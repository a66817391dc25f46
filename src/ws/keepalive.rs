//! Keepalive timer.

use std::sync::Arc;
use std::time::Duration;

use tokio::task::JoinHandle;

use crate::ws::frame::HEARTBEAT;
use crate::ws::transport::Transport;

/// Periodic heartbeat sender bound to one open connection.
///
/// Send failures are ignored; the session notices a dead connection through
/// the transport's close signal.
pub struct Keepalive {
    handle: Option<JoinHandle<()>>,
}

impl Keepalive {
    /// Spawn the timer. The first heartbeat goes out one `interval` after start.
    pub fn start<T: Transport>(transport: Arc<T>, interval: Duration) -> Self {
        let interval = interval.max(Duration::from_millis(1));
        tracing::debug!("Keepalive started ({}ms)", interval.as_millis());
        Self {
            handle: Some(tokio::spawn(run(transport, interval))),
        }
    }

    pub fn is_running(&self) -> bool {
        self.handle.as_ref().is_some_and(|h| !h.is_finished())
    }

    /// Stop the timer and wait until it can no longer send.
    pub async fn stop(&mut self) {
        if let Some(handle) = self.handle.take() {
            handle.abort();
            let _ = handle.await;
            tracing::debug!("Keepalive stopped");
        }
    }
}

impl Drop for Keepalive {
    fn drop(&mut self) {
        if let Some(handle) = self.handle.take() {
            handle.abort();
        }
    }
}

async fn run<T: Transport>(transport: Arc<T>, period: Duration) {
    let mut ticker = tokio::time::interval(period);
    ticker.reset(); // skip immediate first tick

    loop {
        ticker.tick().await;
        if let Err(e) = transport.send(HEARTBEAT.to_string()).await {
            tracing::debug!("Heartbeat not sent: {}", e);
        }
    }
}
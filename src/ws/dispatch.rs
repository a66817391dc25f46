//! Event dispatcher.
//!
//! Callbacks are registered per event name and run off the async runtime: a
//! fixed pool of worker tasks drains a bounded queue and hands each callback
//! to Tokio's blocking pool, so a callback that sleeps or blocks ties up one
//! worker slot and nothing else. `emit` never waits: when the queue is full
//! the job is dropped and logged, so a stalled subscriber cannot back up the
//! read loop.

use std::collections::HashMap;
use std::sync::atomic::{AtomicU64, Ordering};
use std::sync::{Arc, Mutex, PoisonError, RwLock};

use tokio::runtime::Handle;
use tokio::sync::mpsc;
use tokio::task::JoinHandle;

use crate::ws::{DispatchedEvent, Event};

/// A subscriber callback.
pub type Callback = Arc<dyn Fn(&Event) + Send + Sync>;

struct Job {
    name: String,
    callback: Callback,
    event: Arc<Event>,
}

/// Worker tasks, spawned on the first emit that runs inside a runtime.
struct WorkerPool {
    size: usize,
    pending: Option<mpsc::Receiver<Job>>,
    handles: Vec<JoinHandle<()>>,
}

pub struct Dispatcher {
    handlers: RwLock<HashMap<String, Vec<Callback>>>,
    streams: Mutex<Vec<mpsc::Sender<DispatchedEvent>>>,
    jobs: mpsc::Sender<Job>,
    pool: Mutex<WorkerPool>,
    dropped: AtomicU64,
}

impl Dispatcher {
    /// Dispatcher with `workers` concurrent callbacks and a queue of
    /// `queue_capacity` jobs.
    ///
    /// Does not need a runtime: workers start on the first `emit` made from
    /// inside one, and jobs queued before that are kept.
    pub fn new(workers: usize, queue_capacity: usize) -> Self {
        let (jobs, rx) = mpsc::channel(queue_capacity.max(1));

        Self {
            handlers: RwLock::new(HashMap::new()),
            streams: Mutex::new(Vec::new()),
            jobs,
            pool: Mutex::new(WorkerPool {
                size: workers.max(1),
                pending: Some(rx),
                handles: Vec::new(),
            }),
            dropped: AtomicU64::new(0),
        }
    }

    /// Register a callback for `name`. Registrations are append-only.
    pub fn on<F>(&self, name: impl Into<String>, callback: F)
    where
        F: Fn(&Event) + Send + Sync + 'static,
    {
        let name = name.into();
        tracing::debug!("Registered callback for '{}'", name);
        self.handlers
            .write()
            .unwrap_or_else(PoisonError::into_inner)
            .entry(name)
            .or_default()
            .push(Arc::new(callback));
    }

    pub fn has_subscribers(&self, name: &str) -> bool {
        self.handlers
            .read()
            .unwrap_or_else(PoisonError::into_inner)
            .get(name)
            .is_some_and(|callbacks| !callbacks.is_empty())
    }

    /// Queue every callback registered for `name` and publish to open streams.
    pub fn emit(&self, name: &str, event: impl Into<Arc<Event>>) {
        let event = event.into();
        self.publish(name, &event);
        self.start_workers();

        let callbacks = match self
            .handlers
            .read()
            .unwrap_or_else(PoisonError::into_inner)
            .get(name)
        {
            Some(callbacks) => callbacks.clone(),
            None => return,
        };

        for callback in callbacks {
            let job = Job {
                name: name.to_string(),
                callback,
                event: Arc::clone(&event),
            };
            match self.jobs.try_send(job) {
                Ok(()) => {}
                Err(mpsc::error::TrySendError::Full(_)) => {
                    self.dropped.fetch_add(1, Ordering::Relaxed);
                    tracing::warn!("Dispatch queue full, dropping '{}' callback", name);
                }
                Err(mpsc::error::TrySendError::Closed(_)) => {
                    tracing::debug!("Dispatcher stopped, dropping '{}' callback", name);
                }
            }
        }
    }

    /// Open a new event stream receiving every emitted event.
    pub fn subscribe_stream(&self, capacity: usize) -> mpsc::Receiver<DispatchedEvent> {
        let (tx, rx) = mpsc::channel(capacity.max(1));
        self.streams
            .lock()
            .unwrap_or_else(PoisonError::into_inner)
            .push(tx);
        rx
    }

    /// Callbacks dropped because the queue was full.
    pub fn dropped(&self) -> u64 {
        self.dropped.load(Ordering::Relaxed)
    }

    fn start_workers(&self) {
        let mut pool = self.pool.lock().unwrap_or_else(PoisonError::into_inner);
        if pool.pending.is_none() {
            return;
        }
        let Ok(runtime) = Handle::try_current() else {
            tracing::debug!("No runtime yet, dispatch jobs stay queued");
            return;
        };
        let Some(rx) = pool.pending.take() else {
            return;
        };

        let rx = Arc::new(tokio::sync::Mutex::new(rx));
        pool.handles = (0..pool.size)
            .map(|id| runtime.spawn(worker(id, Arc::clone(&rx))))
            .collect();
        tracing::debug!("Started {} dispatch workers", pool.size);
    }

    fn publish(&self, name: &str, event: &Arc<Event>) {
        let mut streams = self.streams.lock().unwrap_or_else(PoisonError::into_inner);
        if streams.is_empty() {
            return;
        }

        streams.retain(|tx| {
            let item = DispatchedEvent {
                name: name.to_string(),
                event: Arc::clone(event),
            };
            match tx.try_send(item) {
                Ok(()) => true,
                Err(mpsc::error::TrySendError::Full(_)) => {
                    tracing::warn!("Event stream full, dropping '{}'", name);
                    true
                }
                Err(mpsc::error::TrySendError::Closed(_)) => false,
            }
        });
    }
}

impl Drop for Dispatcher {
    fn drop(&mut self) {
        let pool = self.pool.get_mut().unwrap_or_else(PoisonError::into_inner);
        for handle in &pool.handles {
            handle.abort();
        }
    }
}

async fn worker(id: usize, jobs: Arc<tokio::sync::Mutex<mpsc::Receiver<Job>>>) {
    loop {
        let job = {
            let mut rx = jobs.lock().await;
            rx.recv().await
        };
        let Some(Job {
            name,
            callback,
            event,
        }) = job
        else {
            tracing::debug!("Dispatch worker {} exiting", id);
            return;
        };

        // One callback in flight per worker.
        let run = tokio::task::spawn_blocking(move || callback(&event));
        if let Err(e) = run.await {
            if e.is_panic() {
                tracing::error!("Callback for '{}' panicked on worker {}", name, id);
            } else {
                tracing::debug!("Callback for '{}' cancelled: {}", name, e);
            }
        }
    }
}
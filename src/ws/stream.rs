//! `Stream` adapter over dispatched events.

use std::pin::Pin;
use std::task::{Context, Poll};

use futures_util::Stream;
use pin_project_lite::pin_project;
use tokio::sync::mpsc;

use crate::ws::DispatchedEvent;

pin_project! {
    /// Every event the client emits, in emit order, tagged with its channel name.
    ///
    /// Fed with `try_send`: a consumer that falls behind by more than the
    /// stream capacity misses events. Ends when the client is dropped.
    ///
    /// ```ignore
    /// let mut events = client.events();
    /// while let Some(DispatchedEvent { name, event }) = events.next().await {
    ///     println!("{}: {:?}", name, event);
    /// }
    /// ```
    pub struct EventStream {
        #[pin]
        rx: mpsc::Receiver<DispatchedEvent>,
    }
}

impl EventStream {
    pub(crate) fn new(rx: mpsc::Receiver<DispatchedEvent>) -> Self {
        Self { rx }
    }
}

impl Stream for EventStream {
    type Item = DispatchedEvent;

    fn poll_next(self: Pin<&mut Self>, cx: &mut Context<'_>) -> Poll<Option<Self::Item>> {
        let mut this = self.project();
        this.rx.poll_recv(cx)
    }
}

•••

Every line above that holds the string "Receiver" should be returned.

    pending: Option<mpsc::Receiver<Job>>,
    pub fn subscribe_stream(&self, capacity: usize) -> mpsc::Receiver<DispatchedEvent> {
async fn worker(id: usize, jobs: Arc<tokio::sync::Mutex<mpsc::Receiver<Job>>>) {
        rx: mpsc::Receiver<DispatchedEvent>,
    pub(crate) fn new(rx: mpsc::Receiver<DispatchedEvent>) -> Self {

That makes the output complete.